Tableau 6: Synthèse des
procédés sémantiques relevés dans ce
travail
Procédé
|
Nombres
|
%
|
Métaphore
|
121
|
51.2
|
Synonymie
|
64
|
27,11
|
Polysémie
|
47
|
19,9
|
D'après ce tableau, on note la prédilection de
la métaphore parmi d'autres procédés sémantiques
dégagés dans la dénomination de journaux rwandais. En
principe, la métaphore est une figure de comparaison qui joue un grand
rôle dans la rhétorique. Ses effets linguistiques consistent
à transférer quelques qualités d'un élément
A à un élément B, afin d'attirer l'attention de
l'auditoire ou du public.
Il ne serait donc pas étonnant que les Rwandais, dans
les contextes variés, recourent à cette figure, surtout dans le
domaine de la presse pour attirer à eux le plus possible de
clientèle.
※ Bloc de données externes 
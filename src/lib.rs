//! regenfs - a merged source/overlay filesystem that regenerates overlay
//! content lazily when the source changes.
//!
//! Request flow: [`fuse::FuseAdapter`] → [`fuse::RegenBackend`] (runs the
//! [`regen::StalenessGate`]) → [`layer::UnionView`] → host directories.

pub mod config;
pub mod fs;
pub mod fuse;
pub mod layer;
pub mod regen;
use crate::fs::path::{ancestors, join, normalize_path, relative, split_path};
use crate::fs::{FsError, FsResult, blocking};
use crate::fuse::interface::{DirEntry, FileAttr, FileType, FilesystemInterface, StatFs};
use crate::layer::deletions::{DEFAULT_DELETION_DIRNAME, DeletionStore};
use crate::layer::xattr;

/// Which tree an entry was resolved from.
#[derive(Debug, Clone, Copy, PartialEq, Eq)]
pub enum Branch {
    Overlay,
    Source,
}

/// Represents the state of a path in the union view.
#[derive(Debug)]
pub enum FileState {
    /// Entry exists; `real_path` is where it lives on the host.
    Exists { branch: Branch, real_path: PathBuf, metadata: std::fs::Metadata },
    /// Entry exists in the source but was deleted through the union view.
    Deleted,
    /// Entry does not exist in either tree.
    NotFound,
}

impl FileState {
    /// Returns true if the entry exists.
    pub fn exists(&self) -> bool {
        matches!(self, FileState::Exists { .. })
    }

    /// Returns the branch the entry was found in.
    pub fn branch(&self) -> Option<Branch> {
        match self {
            FileState::Exists { branch, .. } => Some(*branch),
            _ => None,
        }
    }
}

#[derive(Debug, Clone)]
pub struct UnionOptions {
    /// Name of the reserved marker directory at the overlay root.
    pub deletion_dirname: String,
    /// How long marker lookups stay cached.
    pub deletion_cache_ttl: Duration,
}

impl Default for UnionOptions {
    fn default() -> Self {
        Self {
            deletion_dirname: DEFAULT_DELETION_DIRNAME.to_string(),
            deletion_cache_ttl: Duration::from_secs(5),
        }
    }
}

/// Union view over a source tree and an overlay tree.
pub struct UnionView {
    source_root: PathBuf,
    overlay_root: PathBuf,
    reserved: String,
    deletions: DeletionStore,
    debug: AtomicBool,
}

impl UnionView {
    pub fn new(
        source_root: impl Into<PathBuf>,
        overlay_root: impl Into<PathBuf>,
        options: UnionOptions,
    ) -> Self {
        let source_root = source_root.into();
        let overlay_root = overlay_root.into();
        let deletions = DeletionStore::new(
            &overlay_root,
            &options.deletion_dirname,
            options.deletion_cache_ttl,
        );
        Self {
            source_root,
            overlay_root,
            reserved: format!("/{}", options.deletion_dirname),
            deletions,
            debug: AtomicBool::new(false),
        }
    }

    pub fn source_root(&self) -> &Path {
        &self.source_root
    }

    pub fn overlay_root(&self) -> &Path {
        &self.overlay_root
    }

    /// Mount-relative path of the marker directory, hidden from the namespace.
    pub fn reserved_path(&self) -> &str {
        &self.reserved
    }

    pub fn source_path(&self, path: &str) -> PathBuf {
        self.source_root.join(relative(path))
    }

    pub fn overlay_path(&self, path: &str) -> PathBuf {
        self.overlay_root.join(relative(path))
    }

    fn is_reserved(&self, path: &str) -> bool {
        path == self.reserved
            || path.strip_prefix(self.reserved.as_str()).is_some_and(|rest| rest.starts_with('/'))
    }

    fn trace_op(&self, op: &str, path: &str) {
        if self.debug.load(Ordering::Relaxed) {
            tracing::debug!(op, path = %path, "union view operation");
        }
    }

    /// Lookup a normalized path in the union view.
    ///
    /// A marker on the path or an ancestor hides both trees; otherwise the
    /// overlay wins over the source.
    pub async fn lookup(&self, path: &str) -> FsResult<FileState> {
        if self.is_reserved(path) {
            return Ok(FileState::NotFound);
        }

        if path != "/" && self.deletions.is_deleted(path).await {
            return Ok(FileState::Deleted);
        }

        let overlay = self.overlay_path(path);
        match tokio::fs::symlink_metadata(&overlay).await {
            Ok(metadata) => {
                return Ok(FileState::Exists {
                    branch: Branch::Overlay,
                    real_path: overlay,
                    metadata,
                });
            }
            Err(e) if is_missing(&e) => {}
            Err(e) => return Err(e.into()),
        }

        let source = self.source_path(path);
        match tokio::fs::symlink_metadata(&source).await {
            Ok(metadata) => {
                Ok(FileState::Exists { branch: Branch::Source, real_path: source, metadata })
            }
            Err(e) if is_missing(&e) => Ok(FileState::NotFound),
            Err(e) => Err(e.into()),
        }
    }

    async fn resolve(&self, path: &str) -> FsResult<(PathBuf, std::fs::Metadata)> {
        match self.lookup(path).await? {
            FileState::Exists { real_path, metadata, .. } => Ok((real_path, metadata)),
            FileState::Deleted | FileState::NotFound => Err(FsError::PathNotFound(path.into())),
        }
    }

    async fn source_has(&self, path: &str) -> bool {
        tokio::fs::symlink_metadata(self.source_path(path)).await.is_ok()
    }

    /// Fail unless the parent of `path` is an existing directory.
    async fn require_parent_dir(&self, path: &str) -> FsResult<()> {
        let (parent, _) = split_path(path)?;
        let (_, metadata) = self.resolve(&parent).await?;
        if !metadata.is_dir() {
            return Err(FsError::NotDirectory(parent));
        }
        Ok(())
    }

    /// Make sure every ancestor directory of `path` exists in the overlay.
    async fn promote_parent(&self, path: &str) -> FsResult<()> {
        let mut dirs = ancestors(path);
        dirs.reverse();
        for dir in dirs {
            let dest = self.overlay_path(dir);
            if tokio::fs::symlink_metadata(&dest).await.is_ok() {
                continue;
            }
            let mode = match tokio::fs::metadata(self.source_path(dir)).await {
                Ok(meta) => meta.permissions().mode() & 0o7777,
                Err(_) => 0o755,
            };
            match tokio::fs::DirBuilder::new().mode(mode).create(&dest).await {
                Ok(()) => {}
                Err(e) if e.kind() == std::io::ErrorKind::AlreadyExists => {}
                Err(e) => return Err(e.into()),
            }
        }
        Ok(())
    }

    /// Copy an existing entry into the overlay if it only lives in the source.
    /// Returns the overlay path.
    pub async fn promote(&self, path: &str) -> FsResult<PathBuf> {
        match self.lookup(path).await? {
            FileState::Exists { branch: Branch::Overlay, real_path, .. } => Ok(real_path),
            FileState::Exists { branch: Branch::Source, real_path, metadata } => {
                self.promote_parent(path).await?;
                let dest = self.overlay_path(path);
                copy_entry(&real_path, &dest, &metadata).await?;
                tracing::debug!(path = %path, "copied entry up into overlay");
                Ok(dest)
            }
            FileState::Deleted | FileState::NotFound => Err(FsError::PathNotFound(path.into())),
        }
    }

    /// Promote an entry and, for directories, everything visible below it.
    fn promote_tree<'a>(
        &'a self,
        path: &'a str,
    ) -> Pin<Box<dyn Future<Output = FsResult<PathBuf>> + Send + 'a>> {
        Box::pin(async move {
            let dest = self.promote(path).await?;
            if tokio::fs::symlink_metadata(&dest).await?.is_dir() {
                for entry in self.list_merged(path).await? {
                    let child = join(path, &entry.name);
                    self.promote_tree(&child).await?;
                }
            }
            Ok(dest)
        })
    }

    /// Mark every source child of a directory deleted so a recreated
    /// directory starts out empty.
    async fn hide_source_children(&self, path: &str) -> FsResult<()> {
        let source = self.source_path(path);
        let mut entries = match tokio::fs::read_dir(&source).await {
            Ok(entries) => entries,
            Err(_) => return Ok(()),
        };
        while let Some(entry) = entries.next_entry().await? {
            let name = entry.file_name().to_string_lossy().into_owned();
            let child = join(path, &name);
            if tokio::fs::symlink_metadata(self.overlay_path(&child)).await.is_ok() {
                continue;
            }
            self.deletions.mark(&child).await?;
        }
        Ok(())
    }

    /// Remove what a deleted path left behind in the overlay before the name
    /// is reused. Regeneration can write content under a marker.
    async fn discard_hidden(&self, path: &str) -> FsResult<()> {
        let dest = self.overlay_path(path);
        let removed = match tokio::fs::symlink_metadata(&dest).await {
            Ok(meta) if meta.is_dir() => tokio::fs::remove_dir_all(&dest).await,
            Ok(_) => tokio::fs::remove_file(&dest).await,
            Err(_) => return Ok(()),
        };
        match removed {
            Ok(()) => {
                tracing::debug!(path = %path, "discarded hidden overlay entry");
                Ok(())
            }
            Err(e) if e.kind() == std::io::ErrorKind::NotFound => Ok(()),
            Err(e) => Err(e.into()),
        }
    }

    /// Fail if `path` is visible, otherwise clear the way for a new entry.
    /// Returns whether the name was deleted before.
    async fn claim_name(&self, path: &str) -> FsResult<bool> {
        match self.lookup(path).await? {
            FileState::Exists { .. } => Err(FsError::AlreadyExists(path.to_string())),
            FileState::Deleted => {
                self.discard_hidden(path).await?;
                Ok(true)
            }
            FileState::NotFound => Ok(false),
        }
    }

    async fn list_merged(&self, path: &str) -> FsResult<Vec<DirEntry>> {
        let (real_path, metadata) = self.resolve(path).await?;
        if !metadata.is_dir() {
            return Err(FsError::NotDirectory(path.into()));
        }

        let mut merged: BTreeMap<String, DirEntry> = BTreeMap::new();

        let overlay = self.overlay_path(path);
        let overlay_is_dir = real_path == overlay;
        if overlay_is_dir {
            let mut entries = tokio::fs::read_dir(&overlay).await?;
            while let Some(entry) = entries.next_entry().await? {
                let name = entry.file_name().to_string_lossy().into_owned();
                let child = join(path, &name);
                if self.is_reserved(&child) || self.deletions.is_deleted(&child).await {
                    continue;
                }
                let kind = FileType::from_std(entry.file_type().await?);
                merged.insert(name.clone(), DirEntry { inode: entry.ino(), name, kind });
            }
        }

        let source = self.source_path(path);
        if let Ok(mut entries) = tokio::fs::read_dir(&source).await {
            while let Some(entry) = entries.next_entry().await? {
                let name = entry.file_name().to_string_lossy().into_owned();
                if merged.contains_key(&name) {
                    continue;
                }
                let child = join(path, &name);
                if self.is_reserved(&child) || self.deletions.is_deleted(&child).await {
                    continue;
                }
                let kind = FileType::from_std(entry.file_type().await?);
                merged.insert(name.clone(), DirEntry { inode: entry.ino(), name, kind });
            }
        }

        Ok(merged.into_values().collect())
    }
}
// FUSE interface implementation
//
// The operation contract shared by every layer, the regeneration wrapper,
// and the transport that mounts them as a POSIX filesystem.

pub mod adapter;
pub mod backend;
pub mod interface;
pub mod mount;

pub use adapter::FuseAdapter;
pub use backend::RegenBackend;
pub use interface::{
    DirEntry, FileAttr, FileType, FilesystemInterface, FsError, FsResult, SetAttr, StatFs,
};
pub use mount::{MountOptions, mount, serve, unmount};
Ceci montre également que les Rwandais comprennent
bien la valeur de la parole et son impact sur la psychologie des gens. Cette
concurrence à trouver les meilleurs des noms, touchant davantage les
sentiments du public agrandit la fréquence de la métaphore dans
la dénomination des journaux rwandais. On souligne par exemple dans le
contexte des années 90, où le courant politique était de
grande ampleur, les journaux comme : Le Tribun du peuple
(comparaison entre le magistrat qui était chargé de
défendre les intérêts des plébéiens dans la
Rome antique et le journal qui se prête ces qualités et se donne
comme mission de plaider pour le peuple rwandais), Ijiîsho ryaa
rubaanda : comparativement à l'oeil qui est
un organe de la vue et qui doit être vigilant pour guider la personne sur
son chemin, ce journal prétend, par son titre, d'être un guide de
la population qui était aveuglée par le pouvoir.
Dans un contexte d'après génocide, beaucoup
d'autres journaux recourent toujours à cette figure et on enregistre des
titres comme Izûuba, Umucyô, Umuseeso, qui s'approprient
les qualités du soleil, de l'aube, bref de la lumière en
général pour convaincre le public de la fiabilité ou de la
qualité de l'information qu'ils fournissent.